Locate, in the data below, the line that contains "use crate::remote::FirebaseStore;" and the line that contains "#[derive(Clone)]"; reproduce exactly those two lines and every line between them, nothing more.

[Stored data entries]
======

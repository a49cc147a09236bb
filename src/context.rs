//! Application Context
//!
//! Shared state provided via Leptos Context API.

use leptos::prelude::*;

use crate::config::AppConfig;
use crate::remote::FirebaseStore;
use crate::session::{BrowserStorage, Session};

/// Top-level screens
#[derive(Clone, Copy, Debug, PartialEq, Eq)]
pub enum Page {
    Summary,
    AddTask,
    Board,
    Contacts,
    SignUp,
}

impl Page {
    pub fn title(self) -> &'static str {
        match self {
            Page::Summary => "Summary",
            Page::AddTask => "Add Task",
            Page::Board => "Board",
            Page::Contacts => "Contacts",
            Page::SignUp => "Sign up",
        }
    }
}

/// Banner shown after a failed write
#[derive(Clone)]
pub struct Notice {
    pub message: String,
    /// Repeats the failed write
    pub retry: Option<Callback<()>>,
}

/// App-wide signals provided via context
#[derive(Clone, Copy)]
pub struct AppContext {
    /// Trigger to reload tasks and people - read
    pub reload_trigger: ReadSignal<u32>,
    /// Trigger to reload tasks and people - write
    set_reload_trigger: WriteSignal<u32>,
    /// Current screen - read
    pub page: ReadSignal<Page>,
    /// Current screen - write
    set_page: WriteSignal<Page>,
    /// Signed-in user - read
    pub session: ReadSignal<Session>,
    /// Signed-in user - write
    set_session: WriteSignal<Session>,
    /// Failure banner - read
    pub notice: ReadSignal<Option<Notice>>,
    /// Failure banner - write
    set_notice: WriteSignal<Option<Notice>>,
    config: StoredValue<AppConfig>,
}

impl AppContext {
    pub fn new(
        reload_trigger: (ReadSignal<u32>, WriteSignal<u32>),
        page: (ReadSignal<Page>, WriteSignal<Page>),
        session: (ReadSignal<Session>, WriteSignal<Session>),
        notice: (ReadSignal<Option<Notice>>, WriteSignal<Option<Notice>>),
        config: AppConfig,
    ) -> Self {
        Self {
            reload_trigger: reload_trigger.0,
            set_reload_trigger: reload_trigger.1,
            page: page.0,
            set_page: page.1,
            session: session.0,
            set_session: session.1,
            notice: notice.0,
            set_notice: notice.1,
            config: StoredValue::new(config),
        }
    }

    /// Trigger a reload of tasks and people
    pub fn reload(&self) {
        self.set_reload_trigger.update(|v| *v += 1);
    }

    pub fn navigate(&self, page: Page) {
        self.set_page.set(page);
    }

    /// Client for the configured document store
    pub fn store(&self) -> FirebaseStore {
        FirebaseStore::new(self.config.with_value(|c| c.store_url.clone()))
    }

    pub fn storage(&self) -> BrowserStorage {
        BrowserStorage
    }

    pub fn set_session(&self, session: Session) {
        self.set_session.set(session);
    }

    /// Show a failure banner, optionally with a retry action
    pub fn notify(&self, message: impl Into<String>, retry: Option<Callback<()>>) {
        self.set_notice.set(Some(Notice { message: message.into(), retry }));
    }

    pub fn clear_notice(&self) {
        self.set_notice.set(None);
    }
}

/// Get the app context
pub fn use_app_context() -> AppContext {
    use_context::<AppContext>().expect("AppContext should be provided")
}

======

**REPLY**:
use crate::remote::FirebaseStore;
use crate::session::{BrowserStorage, Session};

/// Top-level screens
#[derive(Clone, Copy, Debug, PartialEq, Eq)]
pub enum Page {
    Summary,
    AddTask,
    Board,
    Contacts,
    SignUp,
}

impl Page {
    pub fn title(self) -> &'static str {
        match self {
            Page::Summary => "Summary",
            Page::AddTask => "Add Task",
            Page::Board => "Board",
            Page::Contacts => "Contacts",
            Page::SignUp => "Sign up",
        }
    }
}

/// Banner shown after a failed write
#[derive(Clone)]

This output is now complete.